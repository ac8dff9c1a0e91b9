//! The page scanner contract and the browser-then-fetch fallback policy.

use crate::error::Result;
use crate::issue::{DeviceType, IssueSource};
use crate::result::PageScanResult;
use async_trait::async_trait;
use serde::{Deserialize, Serialize};
use tracing::{debug, warn};

pub const DESKTOP_USER_AGENT: &str = "Mozilla/5.0 (Windows NT 10.0; Win64; x64) AppleWebKit/537.36 (KHTML, like Gecko) Chrome/124.0.0.0 Safari/537.36 Sitelens/0.1";
pub const MOBILE_USER_AGENT: &str = "Mozilla/5.0 (iPhone; CPU iPhone OS 17_4 like Mac OS X) AppleWebKit/605.1.15 (KHTML, like Gecko) Version/17.4 Mobile/15E148 Safari/604.1 Sitelens/0.1";

#[derive(Debug, Clone, Copy, PartialEq, Eq)]
pub struct Viewport {
    pub width: u32,
    pub height: u32,
    pub mobile: bool,
}

impl DeviceType {
    pub fn viewport(&self) -> Viewport {
        match self {
            DeviceType::Desktop => Viewport {
                width: 1920,
                height: 1080,
                mobile: false,
            },
            DeviceType::Mobile => Viewport {
                width: 375,
                height: 812,
                mobile: true,
            },
        }
    }

    pub fn user_agent(&self) -> &'static str {
        match self {
            DeviceType::Desktop => DESKTOP_USER_AGENT,
            DeviceType::Mobile => MOBILE_USER_AGENT,
        }
    }
}

/// Device viewports a scan should render.
#[derive(Debug, Clone, Copy, PartialEq, Eq, Default, Serialize, Deserialize)]
#[serde(rename_all = "lowercase")]
pub enum DeviceSelection {
    Desktop,
    Mobile,
    #[default]
    Both,
}

impl DeviceSelection {
    pub fn devices(&self) -> Vec<DeviceType> {
        match self {
            DeviceSelection::Desktop => vec![DeviceType::Desktop],
            DeviceSelection::Mobile => vec![DeviceType::Mobile],
            DeviceSelection::Both => vec![DeviceType::Desktop, DeviceType::Mobile],
        }
    }
}

#[derive(Debug, Clone, PartialEq, Eq)]
pub struct ScanOptions {
    pub capture_screenshots: bool,
    pub devices: DeviceSelection,
    pub run_accessibility: bool,
}

impl Default for ScanOptions {
    fn default() -> Self {
        Self {
            capture_screenshots: true,
            devices: DeviceSelection::Both,
            run_accessibility: false,
        }
    }
}

#[async_trait]
pub trait PageScanner: Send + Sync {
    /// Scan one URL. An `Err` means the scanner itself broke, not that the
    /// page was bad.
    async fn scan(&self, url: &str, options: &ScanOptions) -> Result<PageScanResult>;

    fn name(&self) -> &'static str;
}

/// Try the browser first, fall back to fetch on error, and never fail.
///
/// Fallback happens only when the browser path returns `Err`; an empty but
/// rendered page is a valid browser result.
pub async fn scan_with_fallback(
    browser: Option<&dyn PageScanner>,
    fetch: &dyn PageScanner,
    url: &str,
    options: &ScanOptions,
) -> PageScanResult {
    if let Some(browser) = browser {
        match browser.scan(url, options).await {
            Ok(result) => return result,
            Err(e) => {
                warn!(
                    "{} scan of {} failed, falling back to {}: {}",
                    browser.name(),
                    url,
                    fetch.name(),
                    e
                );
            }
        }
    }

    match fetch.scan(url, options).await {
        Ok(result) => result,
        Err(e) => {
            debug!("{} scan of {} failed: {}", fetch.name(), url, e);
            PageScanResult::failed(url, IssueSource::Fetch, &e.to_string())
        }
    }
}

(Your goal):
Across the entries above, how many lines include "static"? State only that number.

(Written solution):
2